REQUIRED ACTION: What you return must match the listing below exactly.

──────

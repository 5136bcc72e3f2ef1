use polars::prelude::PolarsError;
use std::path::PathBuf;
use thiserror::Error;

/// Failures that stop the dashboard before anything is rendered.
#[derive(Debug, Error)]
pub enum PairingError {
    #[error("File not found: {}", path.display())]
    DataNotFound { path: PathBuf },

    #[error("Required column '{missing}' not found in the dataset")]
    SchemaResolution { missing: &'static str },

    #[error("Unknown wine type: {value}")]
    UnknownWine { value: String },

    #[error(transparent)]
    Polars(#[from] PolarsError),
}

pub type PairingResult<T> = std::result::Result<T, PairingError>;
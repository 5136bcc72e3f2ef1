//! Chart geometry shared by the terminal charts and the PNG export.

use crate::pairings::{CrossTab, FoodCount};

/// One wine's slice of a food's stacked bar, in count units.
#[derive(Debug, Clone, Copy, PartialEq, Eq)]
pub struct StackedSegment {
    pub wine_idx: usize,
    pub start: u64,
    pub end: u64,
}

impl StackedSegment {
    pub fn len(&self) -> u64 {
        self.end - self.start
    }

    pub fn is_empty(&self) -> bool {
        self.end == self.start
    }
}

/// Stack each food's wine counts in wine order; zero counts are skipped.
/// The outer vector follows `tab.foods`.
pub fn stacked_segments(tab: &CrossTab) -> Vec<Vec<StackedSegment>> {
    tab.counts
        .iter()
        .map(|row| {
            let mut start = 0;
            row.iter()
                .enumerate()
                .filter(|&(_, &n)| n > 0)
                .map(|(wine_idx, &n)| {
                    let seg = StackedSegment {
                        wine_idx,
                        start,
                        end: start + n,
                    };
                    start += n;
                    seg
                })
                .collect()
        })
        .collect()
}

/// Largest count in a ranking (0 when empty).
pub fn max_count(frequencies: &[FoodCount]) -> u64 {
    frequencies.iter().map(|f| f.count).max().unwrap_or(0)
}

/// Map `[start, end)` in count units onto `[0, width)` cells, rounding both
/// edges so adjacent segments tile without gaps.
pub fn scale_span(start: u64, end: u64, max: u64, width: u16) -> (u16, u16) {
    if max == 0 || width == 0 {
        return (0, 0);
    }
    let edge = |v: u64| ((v as f64 / max as f64) * width as f64).round() as u16;
    let (a, b) = (edge(start), edge(end));
    (a.min(width), b.min(width))
}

──────

OUTPUT OF THE EXERCISE:
repository 5136bcc72e3f2ef1
use polars::prelude::PolarsError;
use std::path::PathBuf;
use thiserror::Error;

/// Failures that stop the dashboard before anything is rendered.
#[derive(Debug, Error)]
pub enum PairingError {
    #[error("File not found: {}", path.display())]
    DataNotFound { path: PathBuf },

    #[error("Required column '{missing}' not found in the dataset")]
    SchemaResolution { missing: &'static str },

    #[error("Unknown wine type: {value}")]
    UnknownWine { value: String },

    #[error(transparent)]
    Polars(#[from] PolarsError),
}

pub type PairingResult<T> = std::result::Result<T, PairingError>;
repository 5136bcc72e3f2ef1
//! Chart geometry shared by the terminal charts and the PNG export.

use crate::pairings::{CrossTab, FoodCount};

/// One wine's slice of a food's stacked bar, in count units.
#[derive(Debug, Clone, Copy, PartialEq, Eq)]
pub struct StackedSegment {
    pub wine_idx: usize,
    pub start: u64,
    pub end: u64,
}

impl StackedSegment {
    pub fn len(&self) -> u64 {
        self.end - self.start
    }

    pub fn is_empty(&self) -> bool {
        self.end == self.start
    }
}

/// Stack each food's wine counts in wine order; zero counts are skipped.
/// The outer vector follows `tab.foods`.
pub fn stacked_segments(tab: &CrossTab) -> Vec<Vec<StackedSegment>> {
    tab.counts
        .iter()
        .map(|row| {
            let mut start = 0;
            row.iter()
                .enumerate()
                .filter(|&(_, &n)| n > 0)
                .map(|(wine_idx, &n)| {
                    let seg = StackedSegment {
                        wine_idx,
                        start,
                        end: start + n,
                    };
                    start += n;
                    seg
                })
                .collect()
        })
        .collect()
}

/// Largest count in a ranking (0 when empty).
pub fn max_count(frequencies: &[FoodCount]) -> u64 {
    frequencies.iter().map(|f| f.count).max().unwrap_or(0)
}

/// Map `[start, end)` in count units onto `[0, width)` cells, rounding both
/// edges so adjacent segments tile without gaps.
pub fn scale_span(start: u64, end: u64, max: u64, width: u16) -> (u16, u16) {
    if max == 0 || width == 0 {
        return (0, 0);
    }
    let edge = |v: u64| ((v as f64 / max as f64) * width as f64).round() as u16;
    let (a, b) = (edge(start), edge(end));
    (a.min(width), b.min(width))
}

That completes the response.